There the migration stopped for 1200 years or so, until the people whom we now know as the Polynesians once again moved east into Polynesia, ultimately going as far as Hawaii, Easter Island, and even South America (there is, according to the article, good evidence for this last). The islands in this region are much further separated from one another than in the western half, and voyages of discovery would have been much iffier propositions, fraught with far more danger and uncertainty. The driving mechanism of the migration is disputed. It could have been intentional wanderlust enabled by the confidence born of good seamanship and boats capable of tacking into the wind, or random dispersal caused by bad luck and an inability to avoid being blown to windward. No one knows what the boats were like, or whether they had rigs capable of tacking into the wind. The latter theory, however, seems weak, when one considers that every inhabitable island throughout the eastern Pacific was in time inhabited. Its hard to credit the notion that every island population was the result of an unplanned "voyage" by some hapless couple (and there must have been both genders aboard, not just a single fisherman) who just managed to survive and make landfall after weeks or months of aimless drifting.

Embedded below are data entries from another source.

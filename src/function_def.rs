use crate::error::{Error, Result};
use crate::mcp_client_manager::MCPClientManager;
use crate::types::{CallToolResult, ResourceContents, Tool, ToolContent};
use serde::{Deserialize, Serialize};
use serde_json::{json, Map, Value};

/// A tool in the shape chat-completion APIs take as a function definition.
#[derive(Debug, Clone, PartialEq, Serialize, Deserialize)]
pub struct ToolDescription {
    pub name: String,
    pub description: String,
    pub parameters: Value,
}

impl From<&Tool> for ToolDescription {
    fn from(tool: &Tool) -> Self {
        Self {
            name: tool.name.clone(),
            description: tool.description.clone().unwrap_or_default(),
            parameters: tool.input_schema.clone(),
        }
    }
}

impl ToolDescription {
    /// `{"type": "function", "function": {...}}`
    pub fn to_function_definition(&self) -> Value {
        json!({
            "type": "function",
            "function": {
                "name": self.name,
                "description": self.description,
                "parameters": self.parameters,
            }
        })
    }
}

/// Function definitions for the manager's whole catalog.
pub async fn describe_tools(manager: &MCPClientManager) -> Vec<ToolDescription> {
    manager
        .get_all_tools()
        .await
        .iter()
        .map(ToolDescription::from)
        .collect()
}

/// A tool call requested by a model.
#[derive(Debug, Clone, PartialEq)]
pub struct FunctionCall {
    pub name: String,
    pub arguments: Value,
}

impl FunctionCall {
    /// Parses the JSON-encoded argument string models emit. An empty string
    /// means no arguments.
    pub fn parse(name: &str, arguments: &str) -> Result<Self> {
        let arguments = if arguments.trim().is_empty() {
            Value::Object(Map::new())
        } else {
            serde_json::from_str(arguments)?
        };
        if !arguments.is_object() {
            return Err(Error::protocol(format!(
                "arguments for '{name}' must be a JSON object"
            )));
        }
        Ok(Self {
            name: name.to_string(),
            arguments,
        })
    }

    /// Runs the call and renders the outcome as text for the model.
    pub async fn execute(&self, mcp_manager: &MCPClientManager) -> String {
        let result = mcp_manager
            .call_tool(&self.name, self.arguments.clone())
            .await;
        render_result(&result)
    }
}

/// Text items verbatim, other items summarized, one per line.
pub fn render_result(result: &CallToolResult) -> String {
    let body = result
        .content
        .iter()
        .map(|item| match item {
            ToolContent::Text { text } => text.clone(),
            ToolContent::Image { data, mime_type } => {
                format!("[image: {mime_type}, {} bytes base64]", data.len())
            }
            ToolContent::Resource { resource } => match resource {
                ResourceContents::Text { uri, text, .. } => format!("[resource: {uri}]\n{text}"),
                ResourceContents::Blob { uri, .. } => format!("[resource: {uri}]"),
            },
        })
        .collect::<Vec<_>>()
        .join("\n");

    if result.is_error {
        format!("Error: {body}")
    } else {
        body
    }
}

#[cfg(test)]
mod tests {
    use super::*;

    #[test]
    fn function_definition_shape() {
        let tool = Tool {
            name: "search".into(),
            description: Some("Full text search".into()),
            input_schema: json!({"type": "object", "properties": {"q": {"type": "string"}}}),
        };
        let def = ToolDescription::from(&tool).to_function_definition();
        assert_eq!(def["type"], "function");
        assert_eq!(def["function"]["name"], "search");
        assert_eq!(def["function"]["parameters"]["properties"]["q"]["type"], "string");
    }

    #[test]
    fn missing_description_becomes_empty() {
        let tool = Tool {
            name: "t".into(),
            description: None,
            input_schema: json!({"type": "object"}),
        };
        assert_eq!(ToolDescription::from(&tool).description, "");
    }

    #[test]
    fn parse_arguments() {
        let call = FunctionCall::parse("add", r#"{"a": 1}"#).unwrap();
        assert_eq!(call.arguments, json!({"a": 1}));

        let call = FunctionCall::parse("ping", "").unwrap();
        assert_eq!(call.arguments, json!({}));

        assert!(FunctionCall::parse("add", "[1]").is_err());
        assert!(FunctionCall::parse("add", "{").is_err());
    }

    #[test]
    fn render_mixed_content() {
        let result = CallToolResult::success(vec![
            ToolContent::text("hello"),
            ToolContent::Image {
                data: "aGk=".into(),
                mime_type: "image/png".into(),
            },
            ToolContent::Resource {
                resource: ResourceContents::Blob {
                    uri: "file:///x.bin".into(),
                    mime_type: None,
                    blob: "AA==".into(),
                },
            },
        ]);
        assert_eq!(
            render_result(&result),
            "hello\n[image: image/png, 4 bytes base64]\n[resource: file:///x.bin]"
        );
    }

    #[test]
    fn render_error_is_prefixed() {
        let result = CallToolResult::error("unknown tool 'x'");
        assert_eq!(render_result(&result), "Error: unknown tool 'x'");
    }

    #[tokio::test]
    async fn execute_without_servers_reports_unknown_tool() {
        let manager = MCPClientManager::new();
        let call = FunctionCall::parse("nothing", "{}").unwrap();
        let text = call.execute(&manager).await;
        assert!(text.starts_with("Error: "));
        assert!(text.contains("nothing"));
    }
}
use serde::{Deserialize, Serialize};
use serde_json::Value;
use thiserror::Error as ThisError;

use crate::client::ClientState;

/// Result alias used throughout the crate.
pub type Result<T, E = Error> = std::result::Result<T, E>;

/// JSON-RPC error codes.
///
/// The standard codes are defined by JSON-RPC 2.0. `ConnectionClosed` and
/// `RequestTimeout` live in the implementation-reserved range and are only
/// ever produced locally, inside synthetic responses built by a transport.
#[derive(Debug, Clone, Copy, PartialEq, Eq, Serialize, Deserialize)]
#[serde(into = "i64", try_from = "i64")]
pub enum ErrorCode {
    ParseError,
    InvalidRequest,
    MethodNotFound,
    InvalidParams,
    InternalError,
    ConnectionClosed,
    RequestTimeout,
}

impl ErrorCode {
    pub const fn code(self) -> i64 {
        match self {
            Self::ParseError => -32700,
            Self::InvalidRequest => -32600,
            Self::MethodNotFound => -32601,
            Self::InvalidParams => -32602,
            Self::InternalError => -32603,
            Self::ConnectionClosed => -32000,
            Self::RequestTimeout => -32001,
        }
    }

    pub fn from_code(code: i64) -> Option<Self> {
        Some(match code {
            -32700 => Self::ParseError,
            -32600 => Self::InvalidRequest,
            -32601 => Self::MethodNotFound,
            -32602 => Self::InvalidParams,
            -32603 => Self::InternalError,
            -32000 => Self::ConnectionClosed,
            -32001 => Self::RequestTimeout,
            _ => return None,
        })
    }
}

impl From<ErrorCode> for i64 {
    fn from(code: ErrorCode) -> Self {
        code.code()
    }
}

impl TryFrom<i64> for ErrorCode {
    type Error = String;

    fn try_from(code: i64) -> std::result::Result<Self, Self::Error> {
        Self::from_code(code).ok_or_else(|| format!("unknown error code {code}"))
    }
}

/// Every failure the crate can describe.
///
/// Variants are grouped by where they originate: the transport (spawn,
/// stream, timeout), the protocol (malformed or unexpected messages), the
/// remote server (a well-formed `error` object), or the caller.
#[derive(Debug, ThisError)]
pub enum Error {
    #[error("failed to spawn server process: {0}")]
    Spawn(String),

    #[error("transport error: {0}")]
    Transport(String),

    #[error("connection closed: {0}")]
    ConnectionClosed(String),

    #[error("timed out: {0}")]
    Timeout(String),

    #[error("protocol violation: {0}")]
    Protocol(String),

    #[error("server error {code}: {message}")]
    Server {
        code: i64,
        message: String,
        data: Option<Value>,
    },

    #[error("unknown tool '{0}'")]
    UnknownTool(String),

    #[error("invalid configuration: {0}")]
    Config(String),

    #[error("client is not ready (state: {0})")]
    NotReady(ClientState),

    #[error("I/O error: {0}")]
    Io(#[from] std::io::Error),

    #[error("serialization error: {0}")]
    Serialization(#[from] serde_json::Error),

    #[error("HTTP error: {0}")]
    Http(#[from] reqwest::Error),
}

impl Error {
    pub fn protocol(msg: impl Into<String>) -> Self {
        Self::Protocol(msg.into())
    }

    pub fn transport(msg: impl Into<String>) -> Self {
        Self::Transport(msg.into())
    }

    pub fn config(msg: impl Into<String>) -> Self {
        Self::Config(msg.into())
    }

    /// The JSON-RPC code a synthetic error response should carry for this error.
    pub fn code(&self) -> i64 {
        match self {
            Self::Server { code, .. } => *code,
            Self::Timeout(_) => ErrorCode::RequestTimeout.code(),
            Self::Spawn(_) | Self::Transport(_) | Self::ConnectionClosed(_) | Self::Io(_) | Self::Http(_) => {
                ErrorCode::ConnectionClosed.code()
            }
            Self::Serialization(_) => ErrorCode::ParseError.code(),
            Self::UnknownTool(_) => ErrorCode::MethodNotFound.code(),
            Self::Config(_) => ErrorCode::InvalidParams.code(),
            Self::Protocol(_) | Self::NotReady(_) => ErrorCode::InternalError.code(),
        }
    }

    /// True for failures of the channel itself rather than of a request.
    pub fn is_transport(&self) -> bool {
        matches!(
            self,
            Self::Spawn(_)
                | Self::Transport(_)
                | Self::ConnectionClosed(_)
                | Self::Timeout(_)
                | Self::Io(_)
                | Self::Http(_)
        )
    }
}
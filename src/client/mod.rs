use serde_json::{Map, Value};
use std::fmt;
use std::sync::atomic::{AtomicI64, Ordering};
use std::sync::Arc;
use std::time::Duration;
use tokio::sync::Mutex;

use crate::{
    config::TransportKind,
    error::{Error, Result},
    protocol::{Method, Notification, Request, RequestId},
    transport::Transport,
    types::{
        CallToolParams, CallToolResult, ClientCapabilities, Implementation, InitializeParams,
        InitializeResult, ListToolsResult, Tool,
    },
    LATEST_PROTOCOL_VERSION, SUPPORTED_PROTOCOL_VERSIONS,
};

mod builder;
pub use builder::ClientBuilder;


/// Upper bound for the `initialize` round trip.
pub const HANDSHAKE_TIMEOUT: Duration = Duration::from_secs(30);

/// Used for `tools/list` and `tools/call` unless configured otherwise.
pub const DEFAULT_REQUEST_TIMEOUT: Duration = Duration::from_secs(30);

/// Pause between spawning a stdio server and sending it the first request.
pub const DEFAULT_STARTUP_GRACE: Duration = Duration::from_millis(500);

/// Connection lifecycle of one client.
///
/// `Uninitialized -> Handshaking -> Ready -> Closed`; a failed handshake goes
/// straight to `Closed`, and nothing leaves `Closed`.
#[derive(Debug, Clone, Copy, PartialEq, Eq)]
pub enum ClientState {
    Uninitialized,
    Handshaking,
    Ready,
    Closed,
}

impl fmt::Display for ClientState {
    fn fmt(&self, f: &mut fmt::Formatter<'_>) -> fmt::Result {
        let s = match self {
            Self::Uninitialized => "uninitialized",
            Self::Handshaking => "handshaking",
            Self::Ready => "ready",
            Self::Closed => "closed",
        };
        f.write_str(s)
    }
}

/// Knobs a [`Client`] is created with.
#[derive(Debug, Clone)]
pub struct ClientOptions {
    pub implementation: Implementation,
    pub capabilities: ClientCapabilities,
    pub request_timeout: Duration,
    pub startup_grace: Duration,
}

impl Default for ClientOptions {
    fn default() -> Self {
        Self {
            implementation: Implementation::default(),
            capabilities: ClientCapabilities::default(),
            request_timeout: DEFAULT_REQUEST_TIMEOUT,
            startup_grace: DEFAULT_STARTUP_GRACE,
        }
    }
}

/// Per-connection state. Critical sections are short and never span an
/// `.await`, so reading the state never waits on network I/O.
#[derive(Debug)]
struct Shared {
    state: ClientState,
    /// `None` means "not fetched yet", not "no tools".
    tools: Option<Vec<Tool>>,
    /// Bumped whenever the cache is invalidated, so a fetch that started
    /// before a `clear_cache` does not repopulate it with stale data.
    generation: u64,
    server_info: Option<InitializeResult>,
    last_error: Option<String>,
}

enum Catalog {
    Cached(Vec<Tool>),
    Missing { generation: u64 },
    Unavailable(ClientState),
}

/// The MCP client for one server.
///
/// Owns the handshake state, the tool catalog cache and id allocation for a
/// single [`Transport`]. None of the operations return errors: failures are
/// logged and degrade to `false`, an empty catalog, or an error result.
///
/// Handshake and shutdown are serialized with each other, and so are catalog
/// fetches; neither blocks state reads or tool calls.
pub struct Client {
    name: String,
    transport: Arc<dyn Transport>,
    options: ClientOptions,
    next_id: AtomicI64,
    shared: parking_lot::Mutex<Shared>,
    lifecycle: Mutex<()>,
    catalog: Mutex<()>,
}

impl Client {
    /// Creates a client over `transport`. Nothing is sent until
    /// [`Client::initialize`].
    pub fn new(name: impl Into<String>, transport: Arc<dyn Transport>) -> Self {
        Self::with_options(name, transport, ClientOptions::default())
    }

    pub fn with_options(
        name: impl Into<String>,
        transport: Arc<dyn Transport>,
        options: ClientOptions,
    ) -> Self {
        Self {
            name: name.into(),
            transport,
            options,
            next_id: AtomicI64::new(1),
            shared: parking_lot::Mutex::new(Shared {
                state: ClientState::Uninitialized,
                tools: None,
                generation: 0,
                server_info: None,
                last_error: None,
            }),
            lifecycle: Mutex::new(()),
            catalog: Mutex::new(()),
        }
    }

    /// The server name this client was configured under.
    pub fn name(&self) -> &str {
        &self.name
    }

    pub fn transport(&self) -> &Arc<dyn Transport> {
        &self.transport
    }

    pub fn request_timeout(&self) -> Duration {
        self.options.request_timeout
    }

    pub fn state(&self) -> ClientState {
        self.shared.lock().state
    }

    pub fn is_ready(&self) -> bool {
        self.state() == ClientState::Ready
    }

    /// What the server reported about itself during the handshake.
    pub fn server_info(&self) -> Option<InitializeResult> {
        self.shared.lock().server_info.clone()
    }

    /// Why the last handshake failed, if it did.
    pub fn last_error(&self) -> Option<String> {
        self.shared.lock().last_error.clone()
    }

    /// Starts the transport and performs the `initialize` /
    /// `notifications/initialized` exchange.
    ///
    /// Once `Ready`, further calls return `true` without touching the wire.
    /// A failed handshake closes the client for good.
    pub async fn initialize(&self) -> bool {
        let _lifecycle = self.lifecycle.lock().await;
        match self.state() {
            ClientState::Ready => return true,
            ClientState::Closed => {
                tracing::warn!(server = %self.name, "initialize called on a closed client");
                return false;
            }
            ClientState::Uninitialized | ClientState::Handshaking => {}
        }

        self.shared.lock().state = ClientState::Handshaking;
        tracing::info!(server = %self.name, transport = %self.transport.kind(), "initializing MCP client");

        match self.handshake().await {
            Ok(result) => {
                tracing::info!(
                    server = %self.name,
                    server_name = %result.server_info.name,
                    server_version = %result.server_info.version,
                    protocol = %result.protocol_version,
                    "MCP client initialization complete"
                );
                let mut shared = self.shared.lock();
                shared.server_info = Some(result);
                shared.last_error = None;
                shared.state = ClientState::Ready;
                true
            }
            Err(e) => {
                tracing::warn!(server = %self.name, error = %e, "MCP handshake failed");
                {
                    let mut shared = self.shared.lock();
                    shared.last_error = Some(e.to_string());
                    shared.state = ClientState::Closed;
                    shared.tools = None;
                }
                if let Err(close_err) = self.transport.close().await {
                    tracing::debug!(server = %self.name, error = %close_err, "error releasing transport");
                }
                false
            }
        }
    }

    async fn handshake(&self) -> Result<InitializeResult> {
        self.transport.initialize().await?;

        if self.transport.kind() == TransportKind::Stdio && !self.options.startup_grace.is_zero() {
            tokio::time::sleep(self.options.startup_grace).await;
        }
        if !self.transport.is_alive() {
            return Err(Error::ConnectionClosed(
                "server exited before the handshake started".into(),
            ));
        }

        let params = InitializeParams {
            protocol_version: LATEST_PROTOCOL_VERSION.to_string(),
            capabilities: self.options.capabilities.clone(),
            client_info: self.options.implementation.clone(),
        };
        let value = self
            .request(Method::Initialize, Some(serde_json::to_value(params)?), HANDSHAKE_TIMEOUT)
            .await?;
        let result: InitializeResult = serde_json::from_value(value)
            .map_err(|e| Error::protocol(format!("invalid initialize result: {e}")))?;

        if !SUPPORTED_PROTOCOL_VERSIONS.contains(&result.protocol_version.as_str()) {
            tracing::warn!(
                server = %self.name,
                version = %result.protocol_version,
                "server answered with an unsupported protocol version"
            );
        }

        let notification = Notification::new(Method::Initialized, None);
        if let Err(e) = self.transport.send_notification(notification).await {
            // Some remote servers reject the notification; a stdio server
            // that cannot take it is broken.
            if self.transport.kind() == TransportKind::Stdio {
                return Err(e);
            }
            tracing::warn!(server = %self.name, error = %e, "initialized notification failed, continuing");
        }

        Ok(result)
    }

    async fn request(&self, method: Method, params: Option<Value>, timeout: Duration) -> Result<Value> {
        let id = RequestId::Number(self.next_id.fetch_add(1, Ordering::SeqCst));
        tracing::debug!(server = %self.name, %id, %method, "sending request");
        self.transport
            .send(Request::new(id, method, params), timeout)
            .await
            .into_result()
    }

    /// The server's tool catalog.
    ///
    /// The first call fetches it; later calls are served from the cache until
    /// [`Client::clear_cache`]. Errors are logged and yield an empty list
    /// (and are not cached).
    pub async fn list_tools(&self) -> Vec<Tool> {
        if let Some(tools) = self.cached_or_unavailable() {
            return tools;
        }

        let _fetching = self.catalog.lock().await;
        // Whoever held the lock before us may have filled the cache.
        let generation = match self.catalog_snapshot() {
            Catalog::Cached(tools) => return tools,
            Catalog::Unavailable(_) => return Vec::new(),
            Catalog::Missing { generation } => generation,
        };

        match self.fetch_tools().await {
            Ok(tools) => {
                tracing::debug!(server = %self.name, count = tools.len(), "fetched tool catalog");
                let mut shared = self.shared.lock();
                if shared.state == ClientState::Ready && shared.generation == generation {
                    shared.tools = Some(tools.clone());
                }
                tools
            }
            Err(e) => {
                tracing::warn!(server = %self.name, error = %e, "failed to list tools");
                Vec::new()
            }
        }
    }

    /// `Some` when no fetch is needed: the cached catalog, or an empty list
    /// for a client that is not ready.
    fn cached_or_unavailable(&self) -> Option<Vec<Tool>> {
        match self.catalog_snapshot() {
            Catalog::Cached(tools) => Some(tools),
            Catalog::Unavailable(state) => {
                tracing::warn!(server = %self.name, %state, "cannot list tools, client not ready");
                Some(Vec::new())
            }
            Catalog::Missing { .. } => None,
        }
    }

    fn catalog_snapshot(&self) -> Catalog {
        let shared = self.shared.lock();
        if shared.state != ClientState::Ready {
            return Catalog::Unavailable(shared.state);
        }
        match &shared.tools {
            Some(tools) => Catalog::Cached(tools.clone()),
            None => Catalog::Missing {
                generation: shared.generation,
            },
        }
    }

    async fn fetch_tools(&self) -> Result<Vec<Tool>> {
        let value = self
            .request(Method::ToolsList, None, self.options.request_timeout)
            .await?;
        let result: ListToolsResult = serde_json::from_value(value)
            .map_err(|e| Error::protocol(format!("malformed tools/list result: {e}")))?;
        if result.next_cursor.is_some() {
            tracing::debug!(server = %self.name, "ignoring tools/list pagination cursor");
        }
        Ok(result.tools)
    }

    /// Invokes `name` with the configured request timeout.
    pub async fn call_tool(&self, name: &str, arguments: Value) -> CallToolResult {
        self.call_tool_with_timeout(name, arguments, self.options.request_timeout)
            .await
    }

    /// Invokes `name`; never fails. Any problem becomes a result with
    /// `is_error` set and a single text item describing it.
    pub async fn call_tool_with_timeout(
        &self,
        name: &str,
        arguments: Value,
        timeout: Duration,
    ) -> CallToolResult {
        let state = self.state();
        if state != ClientState::Ready {
            return tool_failure(name, &Error::NotReady(state));
        }

        let arguments = match arguments {
            Value::Null => Map::new(),
            Value::Object(map) => map,
            other => {
                return CallToolResult::error(format!(
                    "Tool '{name}' failed: arguments must be a JSON object, got {other}"
                ))
            }
        };

        tracing::debug!(server = %self.name, tool = %name, "calling tool");
        match self.invoke(name, arguments, timeout).await {
            Ok(result) => {
                if result.is_error {
                    tracing::debug!(server = %self.name, tool = %name, "tool reported an error");
                }
                result
            }
            Err(e) => {
                tracing::warn!(server = %self.name, tool = %name, error = %e, "tool call failed");
                tool_failure(name, &e)
            }
        }
    }

    async fn invoke(
        &self,
        name: &str,
        arguments: Map<String, Value>,
        timeout: Duration,
    ) -> Result<CallToolResult> {
        let params = serde_json::to_value(CallToolParams {
            name: name.to_string(),
            arguments,
        })?;
        let value = self.request(Method::ToolsCall, Some(params), timeout).await?;
        serde_json::from_value(value)
            .map_err(|e| Error::protocol(format!("malformed tools/call result: {e}")))
    }

    /// Drops the cached catalog; the next [`Client::list_tools`] re-fetches.
    pub fn clear_cache(&self) {
        let mut shared = self.shared.lock();
        shared.tools = None;
        shared.generation += 1;
    }

    /// Moves to `Closed` and releases the transport. Safe to call repeatedly.
    pub async fn close(&self) -> Result<()> {
        let _lifecycle = self.lifecycle.lock().await;
        {
            let mut shared = self.shared.lock();
            if shared.state == ClientState::Closed {
                return Ok(());
            }
            shared.state = ClientState::Closed;
            shared.tools = None;
            shared.generation += 1;
        }
        tracing::info!(server = %self.name, "closing MCP client");
        self.transport.close().await
    }
}

impl fmt::Debug for Client {
    fn fmt(&self, f: &mut fmt::Formatter<'_>) -> fmt::Result {
        f.debug_struct("Client")
            .field("name", &self.name)
            .field("transport", &self.transport.kind())
            .finish()
    }
}

fn tool_failure(name: &str, err: &Error) -> CallToolResult {
    CallToolResult::error(format!("Tool '{name}' failed: {err}"))
}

Unfortunately, virtually nothing is know of the boats used by either the Lapita or these early Polynesians -- not a single scrap of a boat artifact has been recovered from the former, and literally just a few scraps of one boat from the latter -- not enough to reveal anything about the sailing rigs used. But unless one accepts the "random bad luck" theory, it would appear that as much as 3300 years ago, the ancestors of the Polynesians were already competent mariners with competent boats -- if only we could learn what they were like!